» What the exercise asks:
Which lines of the entries contain the word "Stopped"? Please list them.

(Collected data)
-------------------------

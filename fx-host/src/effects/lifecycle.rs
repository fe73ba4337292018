//! # Effect Lifecycle 模块
//!
//! 效果实例的生命周期。
//!
//! ## 状态机
//!
//! ```text
//! 持续效果:  Created → Executing → Running ⟲ parameter_changed → Stopped
//!                          └──────(失败)──────────────────────→ Stopped
//! 一次性效果: Created → Executing → Completed（自然结束或被强制停止）
//! ```
//!
//! `stop()` 在任何状态下都是安全的，资源恰好释放一次。
//! `execute` 中的失败在这里被捕获并记录，不会传播给驱动器。

use super::context::{EffectContext, EffectDeps};
use super::error::EffectError;
use anim_runtime::ParamValue;
use tracing::{debug, warn};

/// 一次推进的结果
#[derive(Debug, Clone, Copy, PartialEq, Eq)]
pub enum Progress {
    /// 仍在等待资源（`execute` 挂起中）
    Pending,
    /// 资源已就绪，效果正在运行
    Active,
    /// 效果自然结束
    Finished,
}

/// 效果实现
///
/// 实现者只负责构建、推进和释放自己的资源；状态机由 [`EffectInstance`] 维护。
pub trait Effect {
    /// 效果类型名（用于日志）
    fn kind(&self) -> &'static str;

    /// 是否为持续效果（创建后固定不变）
    fn is_steady(&self) -> bool;

    /// 构建资源
    ///
    /// 持续效果返回 `Active` 表示"搭建完成"；一次性效果返回 `Finished` 表示已经结束。
    fn execute(&mut self, ctx: &EffectContext, deps: &mut EffectDeps<'_>) -> Result<Progress, EffectError>;

    /// 每帧推进（等待中的资源到达、一次性效果计时）
    fn poll(&mut self, ctx: &EffectContext, deps: &mut EffectDeps<'_>) -> Result<Progress, EffectError>;

    /// 运行中的参数变更；未知参数名为 no-op
    fn parameter_changed(
        &mut self,
        _name: &str,
        _value: &ParamValue,
        _ctx: &EffectContext,
        _deps: &mut EffectDeps<'_>,
    ) -> Result<(), EffectError> {
        Ok(())
    }

    /// 释放全部资源（包括执行到一半的部分资源）
    fn release(&mut self, deps: &mut EffectDeps<'_>);
}

/// 效果实例 ID
#[derive(Debug, Clone, Copy, PartialEq, Eq, Hash, PartialOrd, Ord)]
pub struct EffectId(pub u64);

/// 实例状态
#[derive(Debug, Clone, Copy, PartialEq, Eq)]
pub enum EffectState {
    Created,
    Executing,
    Running,
    Completed,
    Stopped,
}

/// 效果实例
pub struct EffectInstance {
    id: EffectId,
    type_id: String,
    steady: bool,
    state: EffectState,
    released: bool,
    effect: Box<dyn Effect>,
}

impl std::fmt::Debug for EffectInstance {
    fn fmt(&self, f: &mut std::fmt::Formatter<'_>) -> std::fmt::Result {
        f.debug_struct("EffectInstance")
            .field("id", &self.id)
            .field("type_id", &self.type_id)
            .field("steady", &self.steady)
            .field("state", &self.state)
            .finish()
    }
}

impl EffectInstance {
    pub(crate) fn new(id: EffectId, type_id: impl Into<String>, effect: Box<dyn Effect>) -> Self {
        Self {
            id,
            type_id: type_id.into(),
            steady: effect.is_steady(),
            state: EffectState::Created,
            released: false,
            effect,
        }
    }

    pub fn id(&self) -> EffectId {
        self.id
    }

    pub fn type_id(&self) -> &str {
        &self.type_id
    }

    pub fn kind(&self) -> &'static str {
        self.effect.kind()
    }

    pub fn is_steady(&self) -> bool {
        self.steady
    }

    pub fn state(&self) -> EffectState {
        self.state
    }

    /// 一次性效果：执行后直到结束前为 true；
    /// 持续效果：仅在执行成功（进入 `Running`）后直到停止前为 true，
    /// 仍在等待资源的 `Executing` 不算运行
    pub fn is_running(&self) -> bool {
        match self.state {
            EffectState::Running => true,
            EffectState::Executing => !self.steady,
            _ => false,
        }
    }

    /// 已执行且尚未结束（包括仍在等待资源的持续效果）
    pub fn is_live(&self) -> bool {
        matches!(self.state, EffectState::Executing | EffectState::Running)
    }

    pub fn is_finished(&self) -> bool {
        matches!(self.state, EffectState::Completed | EffectState::Stopped)
    }

    /// 执行（只能执行一次）
    pub fn execute(&mut self, ctx: &EffectContext, deps: &mut EffectDeps<'_>) {
        if self.state != EffectState::Created {
            debug!(id = self.id.0, state = ?self.state, "效果已执行过，忽略");
            return;
        }

        self.state = EffectState::Executing;
        let result = self.effect.execute(ctx, deps);
        self.advance(result, deps);
    }

    /// 每帧推进
    pub fn poll(&mut self, ctx: &EffectContext, deps: &mut EffectDeps<'_>) {
        if !self.is_live() {
            return;
        }
        let result = self.effect.poll(ctx, deps);
        self.advance(result, deps);
    }

    /// 运行中的参数变更；已停止或尚未执行时为 no-op
    pub fn parameter_changed(
        &mut self,
        name: &str,
        value: &ParamValue,
        ctx: &EffectContext,
        deps: &mut EffectDeps<'_>,
    ) {
        if !self.is_live() {
            debug!(id = self.id.0, name, state = ?self.state, "效果未在运行，忽略参数变更");
            return;
        }

        if let Err(e) = self.effect.parameter_changed(name, value, ctx, deps) {
            warn!(
                id = self.id.0,
                type_id = %self.type_id,
                name,
                error = %e,
                "参数变更失败"
            );
        }
    }

    /// 停止；幂等，任何状态下都安全
    pub fn stop(&mut self, deps: &mut EffectDeps<'_>) {
        if self.is_finished() {
            return;
        }
        self.finish(deps);
    }

    fn advance(&mut self, result: Result<Progress, EffectError>, deps: &mut EffectDeps<'_>) {
        match result {
            Ok(Progress::Pending) => {}
            Ok(Progress::Active) => {
                if self.steady {
                    self.state = EffectState::Running;
                }
            }
            Ok(Progress::Finished) => self.finish(deps),
            Err(e) => {
                match &e {
                    EffectError::MissingCollaborator(what) => {
                        warn!(id = self.id.0, type_id = %self.type_id, collaborator = *what, "缺少协作者，效果不执行");
                    }
                    _ => {
                        warn!(id = self.id.0, type_id = %self.type_id, error = %e, "效果执行失败");
                    }
                }
                self.finish(deps);
            }
        }
    }

    fn finish(&mut self, deps: &mut EffectDeps<'_>) {
        if !self.released {
            self.released = true;
            self.effect.release(deps);
        }
        self.state = if self.steady {
            EffectState::Stopped
        } else {
            EffectState::Completed
        };
    }
}

#[cfg(test)]
mod tests {
    use super::*;
    use std::cell::Cell;
    use std::rc::Rc;
    use std::time::Duration;

    /// 可控的测试效果
    struct ScriptedEffect {
        steady: bool,
        on_execute: Result<Progress, EffectError>,
        releases: Rc<Cell<u32>>,
        changes: Rc<Cell<u32>>,
    }

    impl Effect for ScriptedEffect {
        fn kind(&self) -> &'static str {
            "scripted"
        }

        fn is_steady(&self) -> bool {
            self.steady
        }

        fn execute(&mut self, _ctx: &EffectContext, _deps: &mut EffectDeps<'_>) -> Result<Progress, EffectError> {
            self.on_execute.clone()
        }

        fn poll(&mut self, _ctx: &EffectContext, _deps: &mut EffectDeps<'_>) -> Result<Progress, EffectError> {
            Ok(Progress::Active)
        }

        fn parameter_changed(
            &mut self,
            _name: &str,
            _value: &ParamValue,
            _ctx: &EffectContext,
            _deps: &mut EffectDeps<'_>,
        ) -> Result<(), EffectError> {
            self.changes.set(self.changes.get() + 1);
            Ok(())
        }

        fn release(&mut self, _deps: &mut EffectDeps<'_>) {
            self.releases.set(self.releases.get() + 1);
        }
    }

    fn scripted(steady: bool, on_execute: Result<Progress, EffectError>) -> (EffectInstance, Rc<Cell<u32>>, Rc<Cell<u32>>) {
        let releases = Rc::new(Cell::new(0));
        let changes = Rc::new(Cell::new(0));
        let instance = EffectInstance::new(
            EffectId(1),
            "scripted",
            Box::new(ScriptedEffect {
                steady,
                on_execute,
                releases: releases.clone(),
                changes: changes.clone(),
            }),
        );
        (instance, releases, changes)
    }

    #[test]
    fn test_steady_running_until_stop() {
        let (mut instance, releases, _) = scripted(true, Ok(Progress::Active));
        let ctx = EffectContext::new("test");
        let mut deps = EffectDeps::new(Duration::ZERO);

        instance.execute(&ctx, &mut deps);
        assert!(instance.is_running());
        assert_eq!(instance.state(), EffectState::Running);

        instance.stop(&mut deps);
        assert!(!instance.is_running());
        assert_eq!(instance.state(), EffectState::Stopped);

        instance.stop(&mut deps);
        instance.stop(&mut deps);
        assert_eq!(releases.get(), 1);
    }

    #[test]
    fn test_stop_before_execute_is_safe() {
        let (mut instance, releases, _) = scripted(true, Ok(Progress::Active));
        let ctx = EffectContext::new("test");
        let mut deps = EffectDeps::new(Duration::ZERO);

        instance.stop(&mut deps);
        assert_eq!(releases.get(), 1);

        // 停止后不能再执行
        instance.execute(&ctx, &mut deps);
        assert!(!instance.is_running());
        assert_eq!(releases.get(), 1);
    }

    #[test]
    fn test_failed_execute_is_contained() {
        let (mut instance, releases, _) =
            scripted(true, Err(EffectError::MissingCollaborator("render surface")));
        let ctx = EffectContext::new("test");
        let mut deps = EffectDeps::new(Duration::ZERO);

        instance.execute(&ctx, &mut deps);
        assert_eq!(instance.state(), EffectState::Stopped);
        assert_eq!(releases.get(), 1);

        instance.stop(&mut deps);
        assert_eq!(releases.get(), 1);
    }

    #[test]
    fn test_one_shot_completes() {
        let (mut instance, releases, _) = scripted(false, Ok(Progress::Finished));
        let ctx = EffectContext::new("test");
        let mut deps = EffectDeps::new(Duration::ZERO);

        instance.execute(&ctx, &mut deps);
        assert_eq!(instance.state(), EffectState::Completed);
        assert!(!instance.is_running());
        assert_eq!(releases.get(), 1);
    }

    #[test]
    fn test_parameter_changed_after_stop_is_noop() {
        let (mut instance, _, changes) = scripted(true, Ok(Progress::Active));
        let ctx = EffectContext::new("test");
        let mut deps = EffectDeps::new(Duration::ZERO);

        instance.execute(&ctx, &mut deps);
        instance.parameter_changed("volume", &ParamValue::Number(0.5), &ctx, &mut deps);
        assert_eq!(changes.get(), 1);

        instance.stop(&mut deps);
        instance.parameter_changed("volume", &ParamValue::Number(0.5), &ctx, &mut deps);
        assert_eq!(changes.get(), 1);
    }

    #[test]
    fn test_steady_waiting_on_resources_is_not_running() {
        let (mut instance, _, changes) = scripted(true, Ok(Progress::Pending));
        let ctx = EffectContext::new("test");
        let mut deps = EffectDeps::new(Duration::ZERO);

        instance.execute(&ctx, &mut deps);
        assert_eq!(instance.state(), EffectState::Executing);
        assert!(!instance.is_running());
        assert!(instance.is_live());

        // 等待期间的参数变更仍会送达
        instance.parameter_changed("volume", &ParamValue::Number(0.5), &ctx, &mut deps);
        assert_eq!(changes.get(), 1);

        instance.poll(&ctx, &mut deps);
        assert_eq!(instance.state(), EffectState::Running);
        assert!(instance.is_running());
    }

    #[test]
    fn test_one_shot_waiting_on_resources_is_running() {
        let (mut instance, _, _) = scripted(false, Ok(Progress::Pending));
        let ctx = EffectContext::new("test");
        let mut deps = EffectDeps::new(Duration::ZERO);

        instance.execute(&ctx, &mut deps);
        assert_eq!(instance.state(), EffectState::Executing);
        assert!(instance.is_running());
    }
}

-------------------------

» Solution to the problem:
//! 持续效果:  Created → Executing → Running ⟲ parameter_changed → Stopped
//!                          └──────(失败)──────────────────────→ Stopped
    Stopped,
        matches!(self.state, EffectState::Completed | EffectState::Stopped)
            EffectState::Stopped
        assert_eq!(instance.state(), EffectState::Stopped);
        assert_eq!(instance.state(), EffectState::Stopped);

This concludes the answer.